**What you should do:**
All of the data that follows should be written out exactly.

**Material shown:**
___
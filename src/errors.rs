use axum::{
    http::StatusCode,
    response::{IntoResponse, Response},
    Json,
};
use sea_orm::{error::DbErr, TransactionError};
use serde::{Deserialize, Serialize};
use utoipa::ToSchema;
use uuid::Uuid;

fn current_request_id() -> Option<String> {
    crate::tracing::current_request_id().map(|rid| rid.as_str().to_string())
}

/// Error body returned by every failing endpoint
#[derive(Debug, Serialize, Deserialize, ToSchema)]
#[schema(example = json!({
    "error": "Unprocessable Entity",
    "message": "Insufficient stock: Insufficient inventory for TEE-BLK-M. Available: 1, Requested: 3",
    "details": null,
    "request_id": "req-abc123xyz",
    "timestamp": "2024-12-09T10:30:00.000Z"
}))]
pub struct ErrorResponse {
    /// HTTP status category (e.g., "Not Found", "Bad Request")
    #[schema(example = "Not Found")]
    pub error: String,
    /// Human-readable error description
    pub message: String,
    #[serde(skip_serializing_if = "Option::is_none")]
    pub details: Option<String>,
    /// Unique request identifier for support and debugging
    #[serde(skip_serializing_if = "Option::is_none")]
    #[schema(example = "req-abc123xyz")]
    pub request_id: Option<String>,
    /// ISO 8601 timestamp when error occurred
    pub timestamp: String,
}

#[derive(Debug, thiserror::Error, Serialize)]
pub enum ServiceError {
    #[error("Database error: {0}")]
    DatabaseError(
        #[from]
        #[serde(skip)]
        sea_orm::error::DbErr,
    ),

    #[error("Not found: {0}")]
    NotFound(String),

    #[error("Validation error: {0}")]
    ValidationError(String),

    #[error("Bad request: {0}")]
    BadRequest(String),

    #[error("Invalid signature: {0}")]
    InvalidSignature(String),

    #[error("Conflict: {0}")]
    Conflict(String),

    #[error("Concurrent modification: {0}")]
    ConcurrentModification(Uuid),

    #[error("Insufficient stock: {0}")]
    InsufficientStock(String),

    #[error("External service error: {0}")]
    ExternalServiceError(String),

    #[error("Serialization error: {0}")]
    SerializationError(String),

    #[error("Internal error: {0}")]
    InternalError(String),

    #[error("Other error: {0}")]
    Other(
        #[from]
        #[serde(skip)]
        anyhow::Error,
    ),
}

impl From<validator::ValidationErrors> for ServiceError {
    fn from(err: validator::ValidationErrors) -> Self {
        ServiceError::ValidationError(err.to_string())
    }
}

impl From<serde_json::Error> for ServiceError {
    fn from(err: serde_json::Error) -> Self {
        ServiceError::SerializationError(err.to_string())
    }
}

impl From<TransactionError<ServiceError>> for ServiceError {
    fn from(err: TransactionError<ServiceError>) -> Self {
        match err {
            TransactionError::Connection(db_err) => ServiceError::DatabaseError(db_err),
            TransactionError::Transaction(service_err) => service_err,
        }
    }
}

pub trait IntoDbErr {
    fn into_db_err(self) -> DbErr;
}

impl IntoDbErr for DbErr {
    fn into_db_err(self) -> DbErr {
        self
    }
}

impl IntoDbErr for String {
    fn into_db_err(self) -> DbErr {
        DbErr::Custom(self)
    }
}

impl IntoDbErr for &str {
    fn into_db_err(self) -> DbErr {
        DbErr::Custom(self.to_string())
    }
}

impl ServiceError {
    /// Generic constructor that normalizes any supported database error input.
    pub fn db_error<E: IntoDbErr>(error: E) -> Self {
        ServiceError::DatabaseError(error.into_db_err())
    }

    /// Returns the HTTP status code for this error.
    /// This is the single source of truth for error-to-status mapping.
    pub fn status_code(&self) -> StatusCode {
        match self {
            Self::DatabaseError(_) => StatusCode::INTERNAL_SERVER_ERROR,
            Self::NotFound(_) => StatusCode::NOT_FOUND,
            Self::ValidationError(_) | Self::BadRequest(_) => StatusCode::BAD_REQUEST,
            Self::InvalidSignature(_) => StatusCode::UNAUTHORIZED,
            Self::Conflict(_) | Self::ConcurrentModification(_) => StatusCode::CONFLICT,
            Self::InsufficientStock(_) => StatusCode::UNPROCESSABLE_ENTITY,
            Self::ExternalServiceError(_) => StatusCode::BAD_GATEWAY,
            Self::SerializationError(_) | Self::InternalError(_) | Self::Other(_) => {
                StatusCode::INTERNAL_SERVER_ERROR
            }
        }
    }

    /// Returns the error message suitable for HTTP responses.
    /// Internal errors return generic messages to avoid leaking implementation details.
    pub fn response_message(&self) -> String {
        match self {
            Self::DatabaseError(_) => "Database error".to_string(),
            Self::SerializationError(_) | Self::InternalError(_) | Self::Other(_) => {
                "Internal server error".to_string()
            }
            Self::InvalidSignature(_) => "Webhook signature verification failed".to_string(),
            Self::ConcurrentModification(id) => {
                format!("Concurrent modification for ID {}", id)
            }
            _ => self.to_string(),
        }
    }

    /// Whether retrying the same operation later could succeed.
    pub fn is_transient(&self) -> bool {
        matches!(
            self,
            Self::DatabaseError(_) | Self::ConcurrentModification(_) | Self::ExternalServiceError(_)
        )
    }
}

impl IntoResponse for ServiceError {
    fn into_response(self) -> Response {
        let status = self.status_code();
        let error_message = self.response_message();

        if status.is_server_error() {
            tracing::error!(error = %self, status = status.as_u16(), "request failed");
        }

        let err = ErrorResponse {
            error: status.canonical_reason().unwrap_or("Error").to_string(),
            message: error_message,
            details: None,
            request_id: current_request_id(),
            timestamp: chrono::Utc::now().to_rfc3339(),
        };

        (status, Json(err)).into_response()
    }
}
___
**Reply:**
filename src/errors.rs
use axum::{
    http::StatusCode,
    response::{IntoResponse, Response},
    Json,
};
use sea_orm::{error::DbErr, TransactionError};
use serde::{Deserialize, Serialize};
use utoipa::ToSchema;
use uuid::Uuid;

fn current_request_id() -> Option<String> {
    crate::tracing::current_request_id().map(|rid| rid.as_str().to_string())
}

/// Error body returned by every failing endpoint
#[derive(Debug, Serialize, Deserialize, ToSchema)]
#[schema(example = json!({
    "error": "Unprocessable Entity",
    "message": "Insufficient stock: Insufficient inventory for TEE-BLK-M. Available: 1, Requested: 3",
    "details": null,
    "request_id": "req-abc123xyz",
    "timestamp": "2024-12-09T10:30:00.000Z"
}))]
pub struct ErrorResponse {
    /// HTTP status category (e.g., "Not Found", "Bad Request")
    #[schema(example = "Not Found")]
    pub error: String,
    /// Human-readable error description
    pub message: String,
    #[serde(skip_serializing_if = "Option::is_none")]
    pub details: Option<String>,
    /// Unique request identifier for support and debugging
    #[serde(skip_serializing_if = "Option::is_none")]
    #[schema(example = "req-abc123xyz")]
    pub request_id: Option<String>,
    /// ISO 8601 timestamp when error occurred
    pub timestamp: String,
}

#[derive(Debug, thiserror::Error, Serialize)]
pub enum ServiceError {
    #[error("Database error: {0}")]
    DatabaseError(
        #[from]
        #[serde(skip)]
        sea_orm::error::DbErr,
    ),

    #[error("Not found: {0}")]
    NotFound(String),

    #[error("Validation error: {0}")]
    ValidationError(String),

    #[error("Bad request: {0}")]
    BadRequest(String),

    #[error("Invalid signature: {0}")]
    InvalidSignature(String),

    #[error("Conflict: {0}")]
    Conflict(String),

    #[error("Concurrent modification: {0}")]
    ConcurrentModification(Uuid),

    #[error("Insufficient stock: {0}")]
    InsufficientStock(String),

    #[error("External service error: {0}")]
    ExternalServiceError(String),

    #[error("Serialization error: {0}")]
    SerializationError(String),

    #[error("Internal error: {0}")]
    InternalError(String),

    #[error("Other error: {0}")]
    Other(
        #[from]
        #[serde(skip)]
        anyhow::Error,
    ),
}

impl From<validator::ValidationErrors> for ServiceError {
    fn from(err: validator::ValidationErrors) -> Self {
        ServiceError::ValidationError(err.to_string())
    }
}

impl From<serde_json::Error> for ServiceError {
    fn from(err: serde_json::Error) -> Self {
        ServiceError::SerializationError(err.to_string())
    }
}

impl From<TransactionError<ServiceError>> for ServiceError {
    fn from(err: TransactionError<ServiceError>) -> Self {
        match err {
            TransactionError::Connection(db_err) => ServiceError::DatabaseError(db_err),
            TransactionError::Transaction(service_err) => service_err,
        }
    }
}

pub trait IntoDbErr {
    fn into_db_err(self) -> DbErr;
}

impl IntoDbErr for DbErr {
    fn into_db_err(self) -> DbErr {
        self
    }
}

impl IntoDbErr for String {
    fn into_db_err(self) -> DbErr {
        DbErr::Custom(self)
    }
}

impl IntoDbErr for &str {
    fn into_db_err(self) -> DbErr {
        DbErr::Custom(self.to_string())
    }
}

impl ServiceError {
    /// Generic constructor that normalizes any supported database error input.
    pub fn db_error<E: IntoDbErr>(error: E) -> Self {
        ServiceError::DatabaseError(error.into_db_err())
    }

    /// Returns the HTTP status code for this error.
    /// This is the single source of truth for error-to-status mapping.
    pub fn status_code(&self) -> StatusCode {
        match self {
            Self::DatabaseError(_) => StatusCode::INTERNAL_SERVER_ERROR,
            Self::NotFound(_) => StatusCode::NOT_FOUND,
            Self::ValidationError(_) | Self::BadRequest(_) => StatusCode::BAD_REQUEST,
            Self::InvalidSignature(_) => StatusCode::UNAUTHORIZED,
            Self::Conflict(_) | Self::ConcurrentModification(_) => StatusCode::CONFLICT,
            Self::InsufficientStock(_) => StatusCode::UNPROCESSABLE_ENTITY,
            Self::ExternalServiceError(_) => StatusCode::BAD_GATEWAY,
            Self::SerializationError(_) | Self::InternalError(_) | Self::Other(_) => {
                StatusCode::INTERNAL_SERVER_ERROR
            }
        }
    }

    /// Returns the error message suitable for HTTP responses.
    /// Internal errors return generic messages to avoid leaking implementation details.
    pub fn response_message(&self) -> String {
        match self {
            Self::DatabaseError(_) => "Database error".to_string(),
            Self::SerializationError(_) | Self::InternalError(_) | Self::Other(_) => {
                "Internal server error".to_string()
            }
            Self::InvalidSignature(_) => "Webhook signature verification failed".to_string(),
            Self::ConcurrentModification(id) => {
                format!("Concurrent modification for ID {}", id)
            }
            _ => self.to_string(),
        }
    }

    /// Whether retrying the same operation later could succeed.
    pub fn is_transient(&self) -> bool {
        matches!(
            self,
            Self::DatabaseError(_) | Self::ConcurrentModification(_) | Self::ExternalServiceError(_)
        )
    }
}

impl IntoResponse for ServiceError {
    fn into_response(self) -> Response {
        let status = self.status_code();
        let error_message = self.response_message();

        if status.is_server_error() {
            tracing::error!(error = %self, status = status.as_u16(), "request failed");
        }

        let err = ErrorResponse {
            error: status.canonical_reason().unwrap_or("Error").to_string(),
            message: error_message,
            details: None,
            request_id: current_request_id(),
            timestamp: chrono::Utc::now().to_rfc3339(),
        };

        (status, Json(err)).into_response()
    }
}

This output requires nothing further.